# Directions:
Repeat exactly, please, the opening lines of the data below, through and including the line where "pub struct ErrorResponse" sits.

━━━━━━

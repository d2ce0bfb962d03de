use async_trait::async_trait;
use notes_common::{LoginRequest, LoginResponse, RegisterRequest};
use crate::error::AppError;
use super::Principal;

/// Account lifecycle: registration, login and logout
#[async_trait]
pub trait AuthService: Send + Sync {
    /// Create an account after the password policy and uniqueness checks
    async fn register(&self, request: RegisterRequest) -> Result<(), AppError>;
    /// Verify credentials under the lockout rules and mint a token
    async fn login(&self, request: LoginRequest) -> Result<LoginResponse, AppError>;
    /// Revoke the caller's own, already validated token
    async fn logout(&self, principal: &Principal) -> Result<(), AppError>;
}
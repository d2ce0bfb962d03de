// ================
// common/src/lib.rs
// ================
//! Common types and structures
//! used for communication between the notes front end and the server.
//! This module defines the JSON request and response bodies of the REST API.

use chrono::{DateTime, Utc};
use serde::{Deserialize, Serialize};

/// Numeric identifier of a user account
pub type UserId = i64;

/// Numeric identifier of a note
pub type NoteId = i64;

/// Body of `POST /auth/register`
#[derive(Serialize, Deserialize, Debug, Clone, Default)]
pub struct RegisterRequest {
    #[serde(default)]
    pub username: String,
    #[serde(default)]
    pub password: String,
}

/// Body of `POST /auth/login`
#[derive(Serialize, Deserialize, Debug, Clone, Default)]
pub struct LoginRequest {
    #[serde(default)]
    pub username: String,
    #[serde(default)]
    pub password: String,
}

/// Successful login
#[derive(Serialize, Deserialize, Debug, Clone)]
#[serde(rename_all = "camelCase")]
pub struct LoginResponse {
    /// Signed bearer token
    pub token: String,
    /// Id of the authenticated user
    pub user_id: UserId,
    /// Name of the authenticated user
    pub username: String,
}

/// Plain confirmation message
#[derive(Serialize, Deserialize, Debug, Clone)]
pub struct MessageResponse {
    pub message: String,
}

impl MessageResponse {
    pub fn new(message: impl Into<String>) -> Self {
        Self {
            message: message.into(),
        }
    }
}

/// Error body returned by every failing endpoint
#[derive(Serialize, Deserialize, Debug, Clone)]
pub struct ErrorResponse {
    /// Stable machine-readable code
    pub code: String,
    /// Human readable messages, one per problem
    pub errors: Vec<String>,
}

/// Body of `POST /notes` and `PUT /notes/{id}`
#[derive(Serialize, Deserialize, Debug, Clone, Default)]
pub struct NoteRequest {
    /// Optional on create; when present on update it must match the path
    #[serde(default)]
    pub id: Option<NoteId>,
    #[serde(default)]
    pub title: String,
    #[serde(default)]
    pub content: Option<String>,
}

/// A note as stored and returned by the API
#[derive(Serialize, Deserialize, Debug, Clone, PartialEq)]
#[serde(rename_all = "camelCase")]
pub struct Note {
    pub id: NoteId,
    pub user_id: UserId,
    pub title: String,
    pub content: Option<String>,
    pub created_at: DateTime<Utc>,
    pub updated_at: DateTime<Utc>,
    /// Set when the note has been soft-deleted
    #[serde(default, skip_serializing_if = "Option::is_none")]
    pub deleted_at: Option<DateTime<Utc>>,
    /// User that deleted the note
    #[serde(default, skip_serializing_if = "Option::is_none")]
    pub del_by: Option<UserId>,
}

impl Note {
    /// Whether the note has been soft-deleted
    pub fn is_deleted(&self) -> bool {
        self.deleted_at.is_some()
    }
}
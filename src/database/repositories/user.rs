//! User repository implementation
//!
//! Every read goes through the active-user predicate: a row with a
//! non-null deleted_at is treated as absent.

use sqlx::PgPool;

use crate::models::user::{CreateUserData, User};
use crate::utils::errors::GatherlyError;

#[derive(Debug, Clone)]
pub struct UserRepository {
    pool: PgPool,
}

impl UserRepository {
    pub fn new(pool: PgPool) -> Self {
        Self { pool }
    }

    /// Create a new user
    pub async fn create(&self, data: CreateUserData) -> Result<User, GatherlyError> {
        let user = sqlx::query_as::<_, User>(
            r#"
            INSERT INTO users (name, email)
            VALUES ($1, $2)
            RETURNING id, name, email, created_at, updated_at, deleted_at
            "#,
        )
        .bind(data.name)
        .bind(data.email)
        .fetch_one(&self.pool)
        .await?;

        Ok(user)
    }

    /// Find an active user by ID
    pub async fn find_by_id(&self, id: i64) -> Result<Option<User>, GatherlyError> {
        let user = sqlx::query_as::<_, User>(
            r#"
            SELECT id, name, email, created_at, updated_at, deleted_at
            FROM users
            WHERE id = $1 AND deleted_at IS NULL
            "#,
        )
        .bind(id)
        .fetch_optional(&self.pool)
        .await?;

        Ok(user)
    }

    /// Check that every given ID references an active user
    pub async fn all_exist(&self, ids: &[i64]) -> Result<bool, GatherlyError> {
        let mut unique = ids.to_vec();
        unique.sort_unstable();
        unique.dedup();

        let count: (i64,) = sqlx::query_as(
            "SELECT COUNT(*) FROM users WHERE id = ANY($1) AND deleted_at IS NULL",
        )
        .bind(&unique)
        .fetch_one(&self.pool)
        .await?;

        Ok(count.0 == unique.len() as i64)
    }

    /// Soft-delete a user; the row stays for referential integrity
    pub async fn soft_delete(&self, id: i64) -> Result<(), GatherlyError> {
        let result = sqlx::query(
            "UPDATE users SET deleted_at = now(), updated_at = now() WHERE id = $1 AND deleted_at IS NULL",
        )
        .bind(id)
        .execute(&self.pool)
        .await?;

        if result.rows_affected() == 0 {
            return Err(GatherlyError::UserNotFound { user_id: id });
        }

        Ok(())
    }
}
//! Club service implementation
//!
//! Club CRUD, the membership-request lifecycle and the two cascading
//! operations (member leave, club deletion). Every operation runs its
//! validation predicates before any write.

use tracing::{debug, info};

use crate::database::repositories::{ClubRepository, UserRepository};
use crate::models::club::{
    ApplicantDecision, ClubDto, ClubJoinStatus, ClubListDto, ClubMemberDto, CreateClubData,
    CreateClubRequest, UpdateClubData, UpdateClubRequest,
};
use crate::services::auth::CurrentUser;
use crate::utils::errors::{GatherlyError, Result};
use crate::utils::helpers::normalize_whitespace;

#[derive(Clone)]
pub struct ClubService {
    clubs: ClubRepository,
    users: UserRepository,
}

impl ClubService {
    pub fn new(clubs: ClubRepository, users: UserRepository) -> Self {
        Self { clubs, users }
    }

    /// Create a club with the actor as leader and all listed members as
    /// MEMBER rows.
    pub async fn create_club(
        &self,
        payload: CreateClubRequest,
        actor: &CurrentUser,
    ) -> Result<ClubDto> {
        let title = normalize_whitespace(&payload.title);
        if title.is_empty() {
            return Err(GatherlyError::InvalidInput(
                "club title must not be empty".to_string(),
            ));
        }
        if payload.max_people < 1 {
            return Err(GatherlyError::InvalidInput(
                "max_people must be at least 1".to_string(),
            ));
        }

        let mut member_ids = payload.member_ids.clone();
        member_ids.sort_unstable();
        member_ids.dedup();

        if !self.users.all_exist(&member_ids).await? {
            return Err(GatherlyError::InvalidInput(
                "member_ids must reference existing users".to_string(),
            ));
        }
        if !member_ids.contains(&actor.id) {
            return Err(GatherlyError::InvalidInput(
                "the club leader must be one of the members".to_string(),
            ));
        }
        if member_ids.len() as i32 > payload.max_people {
            return Err(GatherlyError::Conflict(
                "a club cannot start with more members than max_people".to_string(),
            ));
        }

        let club = self
            .clubs
            .create(CreateClubData {
                title,
                description: payload.description,
                leader_id: actor.id,
                max_people: payload.max_people,
                member_ids,
            })
            .await?;

        info!(club_id = club.id, leader_id = actor.id, "Club created");

        let members = self.clubs.members(club.id).await?;
        Ok(ClubDto::from_parts(club, members))
    }

    /// Get a single club with its membership rows
    pub async fn get_club(&self, club_id: i64) -> Result<ClubDto> {
        let club = self
            .clubs
            .find_by_id(club_id)
            .await?
            .ok_or(GatherlyError::ClubNotFound { club_id })?;

        let members = self.clubs.members(club.id).await?;
        Ok(ClubDto::from_parts(club, members))
    }

    /// List all clubs
    pub async fn list_clubs(&self) -> Result<ClubListDto> {
        let clubs = self.clubs.list().await?;

        let mut dtos = Vec::with_capacity(clubs.len());
        for club in clubs {
            let members = self.clubs.members(club.id).await?;
            dtos.push(ClubDto::from_parts(club, members));
        }

        Ok(ClubListDto { clubs: dtos })
    }

    /// List a club's join rows filtered by lifecycle status
    pub async fn get_members_by_status(
        &self,
        club_id: i64,
        status: ClubJoinStatus,
    ) -> Result<Vec<ClubMemberDto>> {
        if self.clubs.find_by_id(club_id).await?.is_none() {
            return Err(GatherlyError::ClubNotFound { club_id });
        }

        let members = self.clubs.members_by_status(club_id, status).await?;
        Ok(members
            .into_iter()
            .map(|member| ClubMemberDto {
                user_id: member.user_id,
                status: member.status,
            })
            .collect())
    }

    /// Accept or reject a pending applicant. Leader only; accepting into a
    /// full club is a conflict.
    pub async fn handle_applicant(
        &self,
        club_id: i64,
        user_id: i64,
        decision: ApplicantDecision,
        actor: &CurrentUser,
    ) -> Result<()> {
        let club = self
            .clubs
            .find_by_id(club_id)
            .await?
            .ok_or(GatherlyError::ClubNotFound { club_id })?;

        if club.leader_id != actor.id {
            return Err(GatherlyError::InvalidInput(
                "only the club leader may decide on applicants".to_string(),
            ));
        }
        if !self.users.all_exist(&[user_id]).await? {
            return Err(GatherlyError::InvalidInput(
                "user_id does not reference an existing user".to_string(),
            ));
        }

        if decision == ApplicantDecision::Accept {
            let member_count = self.clubs.member_count(club_id).await?;
            if i64::from(club.max_people) <= member_count {
                return Err(GatherlyError::Conflict("the club is already full".to_string()));
            }
        }

        let current = self.clubs.member_status(club_id, user_id).await?;
        if current != Some(ClubJoinStatus::Applicant) {
            return Err(GatherlyError::Conflict(
                "the user is not an applicant of this club".to_string(),
            ));
        }

        let new_status = match decision {
            ApplicantDecision::Accept => ClubJoinStatus::Member,
            ApplicantDecision::Reject => ClubJoinStatus::Rejected,
        };
        self.clubs
            .update_member_status(club_id, user_id, new_status)
            .await?;

        info!(
            club_id = club_id,
            user_id = user_id,
            decision = ?decision,
            "Applicant handled"
        );
        Ok(())
    }

    /// Update club attributes. Leader only; explicit nulls are invalid; a
    /// new leader must already be a member; max_people cannot drop below
    /// the current member count.
    pub async fn update_club(
        &self,
        club_id: i64,
        payload: UpdateClubRequest,
        actor: &CurrentUser,
    ) -> Result<ClubDto> {
        let club = self
            .clubs
            .find_by_id(club_id)
            .await?
            .ok_or(GatherlyError::ClubNotFound { club_id })?;

        if club.leader_id != actor.id {
            return Err(GatherlyError::Conflict(
                "only the club leader may update the club".to_string(),
            ));
        }

        if matches!(payload.title, Some(None)) {
            return Err(GatherlyError::InvalidInput("title cannot be null".to_string()));
        }
        if matches!(payload.description, Some(None)) {
            return Err(GatherlyError::InvalidInput(
                "description cannot be null".to_string(),
            ));
        }
        if matches!(payload.leader_id, Some(None)) {
            return Err(GatherlyError::InvalidInput(
                "leader_id cannot be null".to_string(),
            ));
        }
        if matches!(payload.max_people, Some(None)) {
            return Err(GatherlyError::InvalidInput(
                "max_people cannot be null".to_string(),
            ));
        }

        let title = payload.title.flatten();
        let description = payload.description.flatten();
        let leader_id = payload.leader_id.flatten();
        let max_people = payload.max_people.flatten();

        if let Some(title) = &title {
            if normalize_whitespace(title).is_empty() {
                return Err(GatherlyError::InvalidInput(
                    "club title must not be empty".to_string(),
                ));
            }
        }

        if let Some(new_leader_id) = leader_id {
            if !self.users.all_exist(&[new_leader_id]).await? {
                return Err(GatherlyError::InvalidInput(
                    "leader_id does not reference an existing user".to_string(),
                ));
            }
            if !self.clubs.is_member(club_id, new_leader_id).await? {
                return Err(GatherlyError::InvalidInput(
                    "a user who is not a club member cannot become the leader".to_string(),
                ));
            }
        }

        if let Some(new_max) = max_people {
            if new_max < 1 {
                return Err(GatherlyError::InvalidInput(
                    "max_people must be at least 1".to_string(),
                ));
            }
            let member_count = self.clubs.member_count(club_id).await?;
            if i64::from(new_max) < member_count {
                return Err(GatherlyError::Conflict(
                    "max_people cannot be lower than the current member count".to_string(),
                ));
            }
        }

        let updated = self
            .clubs
            .update(
                club_id,
                UpdateClubData {
                    title,
                    description,
                    leader_id,
                    max_people,
                },
            )
            .await?;

        info!(club_id = club_id, "Club updated");

        let members = self.clubs.members(club_id).await?;
        Ok(ClubDto::from_parts(updated, members))
    }

    /// Apply to join a club; the request starts in APPLICANT status.
    pub async fn join_club(&self, club_id: i64, actor: &CurrentUser) -> Result<()> {
        let club = self
            .clubs
            .find_by_id(club_id)
            .await?
            .ok_or(GatherlyError::ClubNotFound { club_id })?;

        if let Some(status) = self.clubs.member_status(club_id, actor.id).await? {
            let message = match status {
                ClubJoinStatus::Member => "already a member of this club",
                ClubJoinStatus::Applicant => "a join request is already pending",
                ClubJoinStatus::Rejected => "the join request was rejected",
            };
            return Err(GatherlyError::Conflict(message.to_string()));
        }

        let member_count = self.clubs.member_count(club_id).await?;
        if i64::from(club.max_people) <= member_count {
            return Err(GatherlyError::Conflict("the club is already full".to_string()));
        }

        self.clubs.insert_applicant(club_id, actor.id).await?;

        info!(club_id = club_id, user_id = actor.id, "Join request recorded");
        Ok(())
    }

    /// Leave a club. The leader cannot leave; the member's future events
    /// inside the club are cascaded away atomically.
    pub async fn leave_club(&self, club_id: i64, actor: &CurrentUser) -> Result<()> {
        let club = self
            .clubs
            .find_by_id(club_id)
            .await?
            .ok_or(GatherlyError::ClubNotFound { club_id })?;

        if club.leader_id == actor.id {
            return Err(GatherlyError::Conflict(
                "the club leader cannot leave the club".to_string(),
            ));
        }

        let status = self.clubs.member_status(club_id, actor.id).await?;
        if status != Some(ClubJoinStatus::Member) {
            return Err(GatherlyError::Conflict(
                "not a member of this club".to_string(),
            ));
        }

        self.clubs.leave(club_id, actor.id).await?;

        info!(club_id = club_id, user_id = actor.id, "Member left club");
        Ok(())
    }

    /// Delete a club. Leader only. Future events are removed, started
    /// events archived in place; everything runs in one transaction.
    pub async fn delete_club(&self, club_id: i64, actor: &CurrentUser) -> Result<()> {
        let club = self
            .clubs
            .find_by_id(club_id)
            .await?
            .ok_or(GatherlyError::ClubNotFound { club_id })?;

        if club.leader_id != actor.id {
            return Err(GatherlyError::Conflict(
                "only the club leader may delete the club".to_string(),
            ));
        }

        debug!(club_id = club_id, "Deleting club with events");
        self.clubs.delete_with_events(club_id).await?;

        info!(club_id = club_id, "Club deleted");
        Ok(())
    }
}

━━━━━━

# Answer box:
repository d2ce0bfb962d03de
use async_trait::async_trait;
use notes_common::{LoginRequest, LoginResponse, RegisterRequest};
use crate::error::AppError;
use super::Principal;

/// Account lifecycle: registration, login and logout
#[async_trait]
pub trait AuthService: Send + Sync {
    /// Create an account after the password policy and uniqueness checks
    async fn register(&self, request: RegisterRequest) -> Result<(), AppError>;
    /// Verify credentials under the lockout rules and mint a token
    async fn login(&self, request: LoginRequest) -> Result<LoginResponse, AppError>;
    /// Revoke the caller's own, already validated token
    async fn logout(&self, principal: &Principal) -> Result<(), AppError>;
}
repository d2ce0bfb962d03de
// ================
// common/src/lib.rs
// ================
//! Common types and structures
//! used for communication between the notes front end and the server.
//! This module defines the JSON request and response bodies of the REST API.

use chrono::{DateTime, Utc};
use serde::{Deserialize, Serialize};

/// Numeric identifier of a user account
pub type UserId = i64;

/// Numeric identifier of a note
pub type NoteId = i64;

/// Body of `POST /auth/register`
#[derive(Serialize, Deserialize, Debug, Clone, Default)]
pub struct RegisterRequest {
    #[serde(default)]
    pub username: String,
    #[serde(default)]
    pub password: String,
}

/// Body of `POST /auth/login`
#[derive(Serialize, Deserialize, Debug, Clone, Default)]
pub struct LoginRequest {
    #[serde(default)]
    pub username: String,
    #[serde(default)]
    pub password: String,
}

/// Successful login
#[derive(Serialize, Deserialize, Debug, Clone)]
#[serde(rename_all = "camelCase")]
pub struct LoginResponse {
    /// Signed bearer token
    pub token: String,
    /// Id of the authenticated user
    pub user_id: UserId,
    /// Name of the authenticated user
    pub username: String,
}

/// Plain confirmation message
#[derive(Serialize, Deserialize, Debug, Clone)]
pub struct MessageResponse {
    pub message: String,
}

impl MessageResponse {
    pub fn new(message: impl Into<String>) -> Self {
        Self {
            message: message.into(),
        }
    }
}

/// Error body returned by every failing endpoint
#[derive(Serialize, Deserialize, Debug, Clone)]
pub struct ErrorResponse {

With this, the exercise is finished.